### About this task:
Below are entries. Copy exactly the lines running from the line that holds "filename wms-server/src/http/rate_limit.rs" to the line that holds "use std::sync::Arc;", with both ends included.

[Collected data]

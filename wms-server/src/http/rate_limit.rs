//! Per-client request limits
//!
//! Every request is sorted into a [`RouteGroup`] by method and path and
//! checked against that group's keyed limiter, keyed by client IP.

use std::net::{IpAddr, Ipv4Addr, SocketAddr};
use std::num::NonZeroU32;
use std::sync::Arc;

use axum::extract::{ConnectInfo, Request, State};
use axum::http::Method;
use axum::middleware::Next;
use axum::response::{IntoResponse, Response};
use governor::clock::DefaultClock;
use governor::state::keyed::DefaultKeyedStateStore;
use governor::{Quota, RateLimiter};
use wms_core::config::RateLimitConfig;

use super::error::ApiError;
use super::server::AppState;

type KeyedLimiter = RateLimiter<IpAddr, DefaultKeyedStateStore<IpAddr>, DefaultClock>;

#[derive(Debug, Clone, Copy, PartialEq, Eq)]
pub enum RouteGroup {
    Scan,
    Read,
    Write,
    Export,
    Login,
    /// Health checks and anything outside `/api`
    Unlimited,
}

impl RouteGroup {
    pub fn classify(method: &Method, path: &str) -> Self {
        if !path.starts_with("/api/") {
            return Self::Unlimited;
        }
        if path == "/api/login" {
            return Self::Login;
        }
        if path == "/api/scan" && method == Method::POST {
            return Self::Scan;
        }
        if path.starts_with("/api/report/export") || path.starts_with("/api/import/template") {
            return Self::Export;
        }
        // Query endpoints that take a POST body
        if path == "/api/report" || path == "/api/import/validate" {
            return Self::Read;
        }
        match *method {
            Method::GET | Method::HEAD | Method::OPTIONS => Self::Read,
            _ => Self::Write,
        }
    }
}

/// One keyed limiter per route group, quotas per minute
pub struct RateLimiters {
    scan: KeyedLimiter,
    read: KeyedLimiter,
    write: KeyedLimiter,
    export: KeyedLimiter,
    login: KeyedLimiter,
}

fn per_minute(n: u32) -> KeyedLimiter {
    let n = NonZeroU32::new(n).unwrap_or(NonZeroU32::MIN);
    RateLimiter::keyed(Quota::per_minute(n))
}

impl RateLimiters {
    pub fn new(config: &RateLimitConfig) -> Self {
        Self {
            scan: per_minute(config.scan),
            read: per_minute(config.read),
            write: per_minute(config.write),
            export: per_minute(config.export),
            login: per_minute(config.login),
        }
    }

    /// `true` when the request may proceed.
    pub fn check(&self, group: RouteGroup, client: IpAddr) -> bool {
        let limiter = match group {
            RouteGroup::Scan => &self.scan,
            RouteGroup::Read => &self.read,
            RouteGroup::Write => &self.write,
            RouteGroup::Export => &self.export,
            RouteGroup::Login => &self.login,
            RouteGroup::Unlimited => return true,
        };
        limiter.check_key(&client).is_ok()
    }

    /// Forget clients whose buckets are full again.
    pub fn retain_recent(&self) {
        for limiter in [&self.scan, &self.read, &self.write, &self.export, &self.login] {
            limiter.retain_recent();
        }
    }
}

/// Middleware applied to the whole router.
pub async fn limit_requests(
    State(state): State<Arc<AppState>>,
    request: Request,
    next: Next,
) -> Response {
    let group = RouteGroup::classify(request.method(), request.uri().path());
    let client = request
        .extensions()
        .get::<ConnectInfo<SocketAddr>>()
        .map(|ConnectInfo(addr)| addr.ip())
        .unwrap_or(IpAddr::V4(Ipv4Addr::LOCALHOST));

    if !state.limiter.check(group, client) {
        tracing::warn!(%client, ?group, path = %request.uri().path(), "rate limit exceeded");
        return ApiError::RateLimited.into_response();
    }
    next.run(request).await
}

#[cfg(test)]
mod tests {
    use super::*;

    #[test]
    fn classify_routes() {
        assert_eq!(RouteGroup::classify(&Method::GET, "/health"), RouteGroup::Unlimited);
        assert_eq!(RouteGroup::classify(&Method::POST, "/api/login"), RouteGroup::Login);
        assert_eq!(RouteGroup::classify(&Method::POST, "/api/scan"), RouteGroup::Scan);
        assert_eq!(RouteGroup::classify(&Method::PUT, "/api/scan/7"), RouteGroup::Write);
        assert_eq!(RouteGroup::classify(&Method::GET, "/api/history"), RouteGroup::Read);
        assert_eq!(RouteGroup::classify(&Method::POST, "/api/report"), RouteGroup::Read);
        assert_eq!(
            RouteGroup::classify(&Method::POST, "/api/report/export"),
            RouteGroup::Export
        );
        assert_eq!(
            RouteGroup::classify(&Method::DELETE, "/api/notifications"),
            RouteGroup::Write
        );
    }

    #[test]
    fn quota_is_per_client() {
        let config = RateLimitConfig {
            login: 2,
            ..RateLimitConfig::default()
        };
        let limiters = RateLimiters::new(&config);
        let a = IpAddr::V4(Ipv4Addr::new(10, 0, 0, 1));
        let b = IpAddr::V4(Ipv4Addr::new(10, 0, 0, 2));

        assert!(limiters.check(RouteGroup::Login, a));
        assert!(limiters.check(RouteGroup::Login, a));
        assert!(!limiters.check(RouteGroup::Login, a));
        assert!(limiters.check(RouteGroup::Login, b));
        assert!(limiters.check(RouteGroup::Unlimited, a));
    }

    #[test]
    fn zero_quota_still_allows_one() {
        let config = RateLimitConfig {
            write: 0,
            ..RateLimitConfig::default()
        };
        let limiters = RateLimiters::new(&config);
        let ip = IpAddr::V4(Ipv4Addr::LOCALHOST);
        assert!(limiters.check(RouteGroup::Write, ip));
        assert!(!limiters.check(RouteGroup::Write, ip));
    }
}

* * *

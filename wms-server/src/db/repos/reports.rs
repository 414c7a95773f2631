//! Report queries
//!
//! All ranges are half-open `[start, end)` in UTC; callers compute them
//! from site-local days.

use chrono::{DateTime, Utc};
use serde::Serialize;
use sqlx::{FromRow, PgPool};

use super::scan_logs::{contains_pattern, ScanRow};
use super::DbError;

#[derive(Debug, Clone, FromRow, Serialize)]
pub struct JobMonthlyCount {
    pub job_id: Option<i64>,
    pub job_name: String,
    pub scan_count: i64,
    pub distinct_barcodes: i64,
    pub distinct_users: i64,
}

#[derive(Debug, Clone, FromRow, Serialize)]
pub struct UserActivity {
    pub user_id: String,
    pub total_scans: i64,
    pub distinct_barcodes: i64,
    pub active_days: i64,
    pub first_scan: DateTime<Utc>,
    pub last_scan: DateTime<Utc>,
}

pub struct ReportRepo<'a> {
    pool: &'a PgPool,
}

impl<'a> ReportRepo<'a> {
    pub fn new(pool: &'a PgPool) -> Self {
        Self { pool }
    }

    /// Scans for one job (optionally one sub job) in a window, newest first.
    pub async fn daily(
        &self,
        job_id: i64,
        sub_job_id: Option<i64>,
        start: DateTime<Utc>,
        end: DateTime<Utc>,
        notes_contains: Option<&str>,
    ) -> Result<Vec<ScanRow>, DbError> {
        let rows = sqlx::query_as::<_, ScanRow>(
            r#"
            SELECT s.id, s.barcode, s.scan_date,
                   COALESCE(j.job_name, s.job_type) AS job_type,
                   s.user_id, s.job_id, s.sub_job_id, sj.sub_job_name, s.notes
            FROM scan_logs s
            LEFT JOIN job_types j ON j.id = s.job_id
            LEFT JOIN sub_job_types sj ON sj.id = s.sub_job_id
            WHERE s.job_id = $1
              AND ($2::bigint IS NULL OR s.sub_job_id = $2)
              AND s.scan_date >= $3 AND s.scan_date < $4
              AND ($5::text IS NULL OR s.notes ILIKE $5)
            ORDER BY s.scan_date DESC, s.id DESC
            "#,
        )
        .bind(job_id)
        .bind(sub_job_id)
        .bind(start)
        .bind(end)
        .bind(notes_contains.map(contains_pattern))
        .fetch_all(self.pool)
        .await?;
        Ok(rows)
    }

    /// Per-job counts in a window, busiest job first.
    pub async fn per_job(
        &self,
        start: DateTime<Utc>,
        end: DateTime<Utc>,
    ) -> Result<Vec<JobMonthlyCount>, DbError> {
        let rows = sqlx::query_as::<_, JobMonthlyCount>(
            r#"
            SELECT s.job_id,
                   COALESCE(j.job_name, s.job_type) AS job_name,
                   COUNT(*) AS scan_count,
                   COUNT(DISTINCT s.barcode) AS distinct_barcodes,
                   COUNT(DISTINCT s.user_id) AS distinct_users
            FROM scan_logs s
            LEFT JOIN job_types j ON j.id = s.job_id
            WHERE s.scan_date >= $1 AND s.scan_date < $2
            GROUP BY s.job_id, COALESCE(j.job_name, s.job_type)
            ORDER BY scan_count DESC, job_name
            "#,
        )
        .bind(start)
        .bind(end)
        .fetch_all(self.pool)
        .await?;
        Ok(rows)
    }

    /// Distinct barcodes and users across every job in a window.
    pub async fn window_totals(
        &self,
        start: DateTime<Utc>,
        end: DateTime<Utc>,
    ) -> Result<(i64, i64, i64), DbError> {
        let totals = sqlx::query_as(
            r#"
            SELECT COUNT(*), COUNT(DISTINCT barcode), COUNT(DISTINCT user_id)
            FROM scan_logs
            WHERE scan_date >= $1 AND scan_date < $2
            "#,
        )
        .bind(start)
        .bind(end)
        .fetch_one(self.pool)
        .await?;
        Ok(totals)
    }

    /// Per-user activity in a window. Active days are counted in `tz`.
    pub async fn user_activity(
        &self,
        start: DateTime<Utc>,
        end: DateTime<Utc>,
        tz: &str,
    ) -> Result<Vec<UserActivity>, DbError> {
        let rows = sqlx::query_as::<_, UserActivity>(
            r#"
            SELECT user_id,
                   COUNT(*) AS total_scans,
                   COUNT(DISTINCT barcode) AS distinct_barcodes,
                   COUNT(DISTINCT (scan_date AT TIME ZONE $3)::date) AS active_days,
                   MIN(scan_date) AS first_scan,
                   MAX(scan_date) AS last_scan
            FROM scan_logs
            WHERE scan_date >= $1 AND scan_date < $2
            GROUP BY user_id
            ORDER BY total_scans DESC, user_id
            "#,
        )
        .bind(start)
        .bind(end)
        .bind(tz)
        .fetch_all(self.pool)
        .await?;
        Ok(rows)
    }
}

...

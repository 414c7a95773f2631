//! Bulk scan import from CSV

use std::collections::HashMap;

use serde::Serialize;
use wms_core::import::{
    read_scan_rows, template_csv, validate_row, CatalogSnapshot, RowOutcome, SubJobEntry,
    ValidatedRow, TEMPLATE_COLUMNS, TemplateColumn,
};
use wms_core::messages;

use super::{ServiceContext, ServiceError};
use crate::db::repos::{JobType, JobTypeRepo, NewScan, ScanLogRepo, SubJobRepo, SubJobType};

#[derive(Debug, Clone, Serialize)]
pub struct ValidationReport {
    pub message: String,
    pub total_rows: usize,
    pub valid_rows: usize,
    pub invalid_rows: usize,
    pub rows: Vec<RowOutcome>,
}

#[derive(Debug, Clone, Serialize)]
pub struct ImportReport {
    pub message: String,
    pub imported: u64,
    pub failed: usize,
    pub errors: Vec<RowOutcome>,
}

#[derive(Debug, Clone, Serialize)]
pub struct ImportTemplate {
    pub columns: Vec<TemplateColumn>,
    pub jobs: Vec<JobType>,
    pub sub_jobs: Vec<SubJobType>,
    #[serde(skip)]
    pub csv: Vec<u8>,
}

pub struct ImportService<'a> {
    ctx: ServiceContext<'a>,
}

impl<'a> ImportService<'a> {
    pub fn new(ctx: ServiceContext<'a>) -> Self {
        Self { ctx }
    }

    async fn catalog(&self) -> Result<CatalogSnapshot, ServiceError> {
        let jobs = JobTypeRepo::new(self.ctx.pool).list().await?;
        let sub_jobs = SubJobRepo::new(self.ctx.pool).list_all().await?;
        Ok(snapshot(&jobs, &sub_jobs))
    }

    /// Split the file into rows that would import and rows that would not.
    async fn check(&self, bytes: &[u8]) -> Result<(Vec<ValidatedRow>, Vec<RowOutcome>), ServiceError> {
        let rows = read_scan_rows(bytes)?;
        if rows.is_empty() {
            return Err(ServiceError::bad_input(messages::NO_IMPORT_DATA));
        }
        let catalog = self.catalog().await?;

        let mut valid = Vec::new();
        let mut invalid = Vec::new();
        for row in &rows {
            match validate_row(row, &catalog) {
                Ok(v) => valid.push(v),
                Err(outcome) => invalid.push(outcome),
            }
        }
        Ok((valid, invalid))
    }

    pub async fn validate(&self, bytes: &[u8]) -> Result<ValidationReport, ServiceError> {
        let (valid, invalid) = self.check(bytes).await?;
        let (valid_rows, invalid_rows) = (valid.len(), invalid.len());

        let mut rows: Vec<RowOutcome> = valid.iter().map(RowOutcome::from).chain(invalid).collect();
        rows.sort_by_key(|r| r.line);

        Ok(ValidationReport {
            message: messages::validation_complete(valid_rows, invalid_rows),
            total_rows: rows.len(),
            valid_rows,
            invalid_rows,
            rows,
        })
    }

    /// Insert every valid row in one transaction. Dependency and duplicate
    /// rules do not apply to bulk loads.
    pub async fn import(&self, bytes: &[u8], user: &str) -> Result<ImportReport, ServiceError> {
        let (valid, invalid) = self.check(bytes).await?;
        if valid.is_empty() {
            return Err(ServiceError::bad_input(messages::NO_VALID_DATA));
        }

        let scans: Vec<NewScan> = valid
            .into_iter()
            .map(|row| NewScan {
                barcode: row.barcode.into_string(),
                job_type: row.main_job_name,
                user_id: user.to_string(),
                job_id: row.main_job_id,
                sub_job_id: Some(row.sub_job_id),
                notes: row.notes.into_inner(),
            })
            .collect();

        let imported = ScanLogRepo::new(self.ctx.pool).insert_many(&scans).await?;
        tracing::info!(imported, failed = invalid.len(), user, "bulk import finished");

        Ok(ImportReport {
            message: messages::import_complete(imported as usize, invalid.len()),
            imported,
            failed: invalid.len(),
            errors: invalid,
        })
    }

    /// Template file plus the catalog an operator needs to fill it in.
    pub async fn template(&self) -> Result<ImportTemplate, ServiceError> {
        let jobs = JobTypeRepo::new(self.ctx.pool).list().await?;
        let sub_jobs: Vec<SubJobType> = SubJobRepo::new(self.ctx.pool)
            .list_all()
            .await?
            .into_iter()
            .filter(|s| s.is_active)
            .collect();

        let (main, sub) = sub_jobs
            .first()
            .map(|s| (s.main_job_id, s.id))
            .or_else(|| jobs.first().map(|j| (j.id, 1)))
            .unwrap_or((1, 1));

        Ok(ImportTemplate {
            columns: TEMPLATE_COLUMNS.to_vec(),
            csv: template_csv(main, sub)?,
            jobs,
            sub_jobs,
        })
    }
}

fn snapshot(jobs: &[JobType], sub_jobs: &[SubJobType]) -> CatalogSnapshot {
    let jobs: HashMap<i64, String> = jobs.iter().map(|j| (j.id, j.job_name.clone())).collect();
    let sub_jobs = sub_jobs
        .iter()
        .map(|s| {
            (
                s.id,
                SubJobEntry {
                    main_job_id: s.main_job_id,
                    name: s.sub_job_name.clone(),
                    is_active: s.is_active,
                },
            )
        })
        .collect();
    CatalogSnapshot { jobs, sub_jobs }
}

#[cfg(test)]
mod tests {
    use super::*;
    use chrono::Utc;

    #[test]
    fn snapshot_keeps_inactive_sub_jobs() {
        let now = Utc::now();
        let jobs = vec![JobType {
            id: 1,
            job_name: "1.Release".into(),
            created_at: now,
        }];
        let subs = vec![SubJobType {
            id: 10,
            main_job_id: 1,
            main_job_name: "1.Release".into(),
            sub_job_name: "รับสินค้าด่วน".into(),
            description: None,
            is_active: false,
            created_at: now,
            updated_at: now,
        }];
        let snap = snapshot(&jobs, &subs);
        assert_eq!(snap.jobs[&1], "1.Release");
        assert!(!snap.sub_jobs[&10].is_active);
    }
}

### Answer space:
filename wms-server/src/http/rate_limit.rs
//! Per-client request limits
//!
//! Every request is sorted into a [`RouteGroup`] by method and path and
//! checked against that group's keyed limiter, keyed by client IP.

use std::net::{IpAddr, Ipv4Addr, SocketAddr};
use std::num::NonZeroU32;
use std::sync::Arc;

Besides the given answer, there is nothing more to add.